→ Work instructions
The listing below contains a span that opens with the line containing "self.cursor.expect(&TokenKind::RParen)?;" and closes with the line containing "TokenKind::Unsigned | TokenKind::Short". Return that span exactly.

»»

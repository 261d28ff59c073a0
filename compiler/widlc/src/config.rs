//! Parser configuration.

use widl_parse::ParseOptions;
use widl_sema::AnalysisConfig;

/// Settings for a [`Parser`](crate::Parser). Survives [`reset`](crate::Parser::reset).
#[derive(Clone, Debug, PartialEq, Eq)]
pub struct ParserConfig {
    /// Global that declarations without `[Exposed]` are exposed on when
    /// no `[PrimaryGlobal]` interface is declared.
    pub default_global: String,
    /// Accept the legacy `A implements B;` statement as `A includes B;`.
    pub allow_implements: bool,
}

impl ParserConfig {
    pub fn new() -> Self {
        Self::default()
    }

    #[must_use]
    pub fn with_default_global(mut self, name: impl Into<String>) -> Self {
        self.default_global = name.into();
        self
    }

    #[must_use]
    pub fn with_allow_implements(mut self, allow: bool) -> Self {
        self.allow_implements = allow;
        self
    }

    pub(crate) fn parse_options(&self) -> ParseOptions {
        ParseOptions {
            allow_implements: self.allow_implements,
        }
    }

    pub(crate) fn analysis(&self) -> AnalysisConfig {
        AnalysisConfig {
            default_global: self.default_global.clone(),
        }
    }
}

impl Default for ParserConfig {
    fn default() -> Self {
        ParserConfig {
            default_global: AnalysisConfig::default().default_global,
            allow_implements: true,
        }
    }
}
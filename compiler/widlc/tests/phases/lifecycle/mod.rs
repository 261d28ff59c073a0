//! `reset`, repeated `finish`, and rendering errors.

use pretty_assertions::assert_eq;
use widlc::{ErrorKind, Parser, ParserConfig};

use crate::common::{exposure, finish_err, finish_ok, interface, parser_with};

#[test]
fn reset_clears_fragments_and_keeps_config() {
    let config = ParserConfig::default()
        .with_default_global("Shell")
        .with_allow_implements(false);
    let mut parser = Parser::new(config.clone());
    parser.parse("interface A {};").expect("parse");
    parser.parse("interface B {};").expect("parse");

    let parser = parser.reset();
    assert!(parser.state().fragments.is_empty());
    assert!(parser.source_map().is_empty());
    assert_eq!(parser.config(), &config);
    assert!(finish_ok(&parser).is_empty());
}

#[test]
fn reset_allows_redeclaring_names() {
    let mut parser = parser_with(&["interface A { attribute long x; };"]);
    parser = parser.reset();
    parser.parse("interface A { attribute long y; };").expect("parse");
    let defs = finish_ok(&parser);
    assert_eq!(defs.len(), 1);
}

#[test]
fn configured_default_global_applies_after_reset() {
    let mut parser = Parser::new(ParserConfig::default().with_default_global("Shell")).reset();
    parser.parse("interface A {};").expect("parse");
    let defs = finish_ok(&parser);
    assert_eq!(
        exposure(&parser, &interface(&defs, &parser, "A").exposure),
        vec!["Shell"]
    );
}

#[test]
fn finish_can_run_again_after_more_input() {
    let mut parser = parser_with(&["interface Child : Parent {};"]);
    let err = finish_err(&parser);
    assert_eq!(err.kind, ErrorKind::Reference);

    parser.parse("interface Parent {};").expect("parse");
    let defs = finish_ok(&parser);
    let child = interface(&defs, &parser, "Child");
    let parent = interface(&defs, &parser, "Parent");
    assert_eq!(child.parent, Some(parent.id));
}

#[test]
fn semantic_error_renders_with_location() {
    let mut parser = Parser::default();
    parser
        .parse_named("first.webidl", "interface A { attribute long x; };")
        .expect("parse");
    parser
        .parse_named("second.webidl", "interface A { attribute long y; };")
        .expect("parse");

    let err = finish_err(&parser);
    assert_eq!(err.kind, ErrorKind::DuplicateDefinition);
    let rendered = parser.render(&err);
    assert!(
        rendered.starts_with("second.webidl:1:"),
        "unexpected rendering:\n{rendered}"
    );
    assert!(rendered.contains("error[W2005]"), "{rendered}");
    assert!(rendered.contains("first.webidl:1:"), "{rendered}");
}

#[test]
fn special_operation_error_renders() {
    let mut parser = Parser::default();
    parser
        .parse_named("x.webidl", "interface X { getter boolean foo(); };")
        .expect("parse");
    let err = finish_err(&parser);
    let rendered = parser.render(&err);
    assert!(rendered.starts_with("x.webidl:1:"), "{rendered}");
    assert!(rendered.contains("error[W4001]"), "{rendered}");
}

#[test]
fn parsers_run_on_separate_threads() {
    let handles: Vec<_> = ["Window", "Worker"]
        .into_iter()
        .map(|global| {
            std::thread::spawn(move || {
                let mut parser = Parser::new(ParserConfig::default().with_default_global(global));
                parser.parse("interface A {};").expect("parse");
                let defs = finish_ok(&parser);
                exposure(&parser, &interface(&defs, &parser, "A").exposure)
            })
        })
        .collect();
    let results: Vec<Vec<&str>> = handles
        .into_iter()
        .map(|h| h.join().expect("thread"))
        .collect();
    assert_eq!(results, vec![vec!["Window"], vec!["Worker"]]);
}
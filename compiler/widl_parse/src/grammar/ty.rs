//! Type parsing.
//!
//! Types nest without bound (`sequence<sequence<...>>`, nested unions), so
//! every recursive entry goes through `ensure_sufficient_stack`.

use widl_diagnostic::IdlError;
use widl_ir::ast::{TypeExpr, TypeExprKind};
use widl_ir::{PrimitiveKind, StringKind, TokenKind};
use widl_stack::ensure_sufficient_stack;

use crate::{ErrorContext, Parser};

impl Parser<'_> {
    /// Type with optional leading type-level extended attributes
    /// (`[Clamp] long`).
    pub(crate) fn parse_type_with_ext_attrs(&mut self) -> Result<TypeExpr, IdlError> {
        let ext_attrs = self.parse_ext_attrs()?;
        let mut ty = self.parse_type()?;
        if !ext_attrs.is_empty() {
            ty.ext_attrs = ext_attrs;
        }
        Ok(ty)
    }

    /// Operation and callback return types. `void` and `undefined` are
    /// ordinary types in this grammar.
    pub(crate) fn parse_return_type(&mut self) -> Result<TypeExpr, IdlError> {
        self.parse_type()
    }

    /// A type, including unions and a trailing `?`.
    pub(crate) fn parse_type(&mut self) -> Result<TypeExpr, IdlError> {
        ensure_sufficient_stack(|| {
            self.in_error_context(ErrorContext::Type, |p| {
                let start = p.cursor.current_span();
                let inner = if p.cursor.check(&TokenKind::LParen) {
                    p.parse_union()?
                } else {
                    p.parse_single_type()?
                };
                if p.cursor.eat(&TokenKind::Question) {
                    let loc = p.cursor.loc_from(start);
                    Ok(TypeExpr::new(TypeExprKind::Nullable(Box::new(inner)), loc))
                } else {
                    Ok(inner)
                }
            })
        })
    }

    /// `(A or B or ...)`; at least two members.
    fn parse_union(&mut self) -> Result<TypeExpr, IdlError> {
        let start = self.cursor.current_span();
        self.cursor.expect(&TokenKind::LParen)?;
        let mut members = vec![self.parse_type_with_ext_attrs()?];
        while self.cursor.eat(&TokenKind::Or) {
            members.push(self.parse_type_with_ext_attrs()?);
        }
        if members.len() < 2 {
            return Err(self.cursor.unexpected("`or`"));
        }
        self.cursor.expect(&TokenKind::RParen)?;
        Ok(TypeExpr::new(
            TypeExprKind::Union(members),
            self.cursor.loc_from(start),
        ))
    }

    fn parse_single_type(&mut self) -> Result<TypeExpr, IdlError> {
        let start = self.cursor.current_span();
        let kind = match self.cursor.current_kind() {
            TokenKind::Any => self.simple(TypeExprKind::Any),
            TokenKind::Object => self.simple(TypeExprKind::Object),
            TokenKind::Undefined => self.simple(TypeExprKind::Undefined),
            TokenKind::Void => self.simple(TypeExprKind::Void),
            TokenKind::Boolean => self.simple(TypeExprKind::Primitive(PrimitiveKind::Boolean)),
            TokenKind::Byte => self.simple(TypeExprKind::Primitive(PrimitiveKind::Byte)),
            TokenKind::Octet => self.simple(TypeExprKind::Primitive(PrimitiveKind::Octet)),
            TokenKind::DomString => self.simple(TypeExprKind::String(StringKind::DomString)),
            TokenKind::ByteString => self.simple(TypeExprKind::String(StringKind::ByteString)),
            TokenKind::UsvString => self.simple(TypeExprKind::String(StringKind::UsvString)),
            TokenKind::Unsigned | TokenKind::Short | TokenKind::Long => {
                TypeExprKind::Primitive(self.parse_integer_type()?)
            }
            TokenKind::Unrestricted | TokenKind::FloatType | TokenKind::Double => {
                TypeExprKind::Primitive(self.parse_float_type()?)
            }
            TokenKind::Sequence => {
                self.cursor.advance();
                TypeExprKind::Sequence(Box::new(self.parse_type_argument()?))
            }
            TokenKind::FrozenArray => {
                self.cursor.advance();
                TypeExprKind::FrozenArray(Box::new(self.parse_type_argument()?))
            }
            TokenKind::ObservableArray => {
                self.cursor.advance();
                TypeExprKind::ObservableArray(Box::new(self.parse_type_argument()?))
            }
            TokenKind::Promise => {
                self.cursor.advance();
                TypeExprKind::Promise(Box::new(self.parse_type_argument()?))
            }
            TokenKind::Record => {
                self.cursor.advance();
                self.cursor.expect(&TokenKind::Lt)?;
                let key = self.parse_type_with_ext_attrs()?;
                self.cursor.expect(&TokenKind::Comma)?;
                let value = self.parse_type_with_ext_attrs()?;
                self.cursor.expect(&TokenKind::Gt)?;
                TypeExprKind::Record(Box::new(key), Box::new(value))
            }
            TokenKind::Ident(name) => self.simple(TypeExprKind::Named(name)),
            _ => return Err(self.cursor.unexpected("type")),
        };
        Ok(TypeExpr::new(kind, self.cursor.loc_from(start)))
    }

    #[inline]
    fn simple(&mut self, kind: TypeExprKind) -> TypeExprKind {
        self.cursor.advance();
        kind
    }

    /// `<T>`
    fn parse_type_argument(&mut self) -> Result<TypeExpr, IdlError> {
        self.cursor.expect(&TokenKind::Lt)?;
        let ty = self.parse_type_with_ext_attrs()?;
        self.cursor.expect(&TokenKind::Gt)?;
        Ok(ty)
    }

    /// `unsigned? (short | long | long long)`
    fn parse_integer_type(&mut self) -> Result<PrimitiveKind, IdlError> {
        let unsigned = self.cursor.eat(&TokenKind::Unsigned);
        let kind = match self.cursor.current_kind() {
            TokenKind::Short => {
                self.cursor.advance();
                if unsigned {
                    PrimitiveKind::UnsignedShort
                } else {
                    PrimitiveKind::Short
                }
            }
            TokenKind::Long => {
                self.cursor.advance();
                let long_long = self.cursor.eat(&TokenKind::Long);
                match (unsigned, long_long) {
                    (false, false) => PrimitiveKind::Long,
                    (true, false) => PrimitiveKind::UnsignedLong,
                    (false, true) => PrimitiveKind::LongLong,
                    (true, true) => PrimitiveKind::UnsignedLongLong,
                }
            }
            _ => return Err(self.cursor.unexpected("`short` or `long`")),
        };
        Ok(kind)
    }

    /// `unrestricted? (float | double)`
    fn parse_float_type(&mut self) -> Result<PrimitiveKind, IdlError> {
        let unrestricted = self.cursor.eat(&TokenKind::Unrestricted);
        let kind = match (self.cursor.current_kind(), unrestricted) {
            (TokenKind::FloatType, false) => PrimitiveKind::Float,
            (TokenKind::FloatType, true) => PrimitiveKind::UnrestrictedFloat,
            (TokenKind::Double, false) => PrimitiveKind::Double,
            (TokenKind::Double, true) => PrimitiveKind::UnrestrictedDouble,
            _ => return Err(self.cursor.unexpected("`float` or `double`")),
        };
        self.cursor.advance();
        Ok(kind)
    }
}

««

→ Written response
        self.cursor.expect(&TokenKind::RParen)?;
        Ok(TypeExpr::new(
            TypeExprKind::Union(members),
            self.cursor.loc_from(start),
        ))
    }

    fn parse_single_type(&mut self) -> Result<TypeExpr, IdlError> {
        let start = self.cursor.current_span();
        let kind = match self.cursor.current_kind() {
            TokenKind::Any => self.simple(TypeExprKind::Any),
            TokenKind::Object => self.simple(TypeExprKind::Object),
            TokenKind::Undefined => self.simple(TypeExprKind::Undefined),
            TokenKind::Void => self.simple(TypeExprKind::Void),
            TokenKind::Boolean => self.simple(TypeExprKind::Primitive(PrimitiveKind::Boolean)),
            TokenKind::Byte => self.simple(TypeExprKind::Primitive(PrimitiveKind::Byte)),
            TokenKind::Octet => self.simple(TypeExprKind::Primitive(PrimitiveKind::Octet)),
            TokenKind::DomString => self.simple(TypeExprKind::String(StringKind::DomString)),
            TokenKind::ByteString => self.simple(TypeExprKind::String(StringKind::ByteString)),
            TokenKind::UsvString => self.simple(TypeExprKind::String(StringKind::UsvString)),
            TokenKind::Unsigned | TokenKind::Short | TokenKind::Long => {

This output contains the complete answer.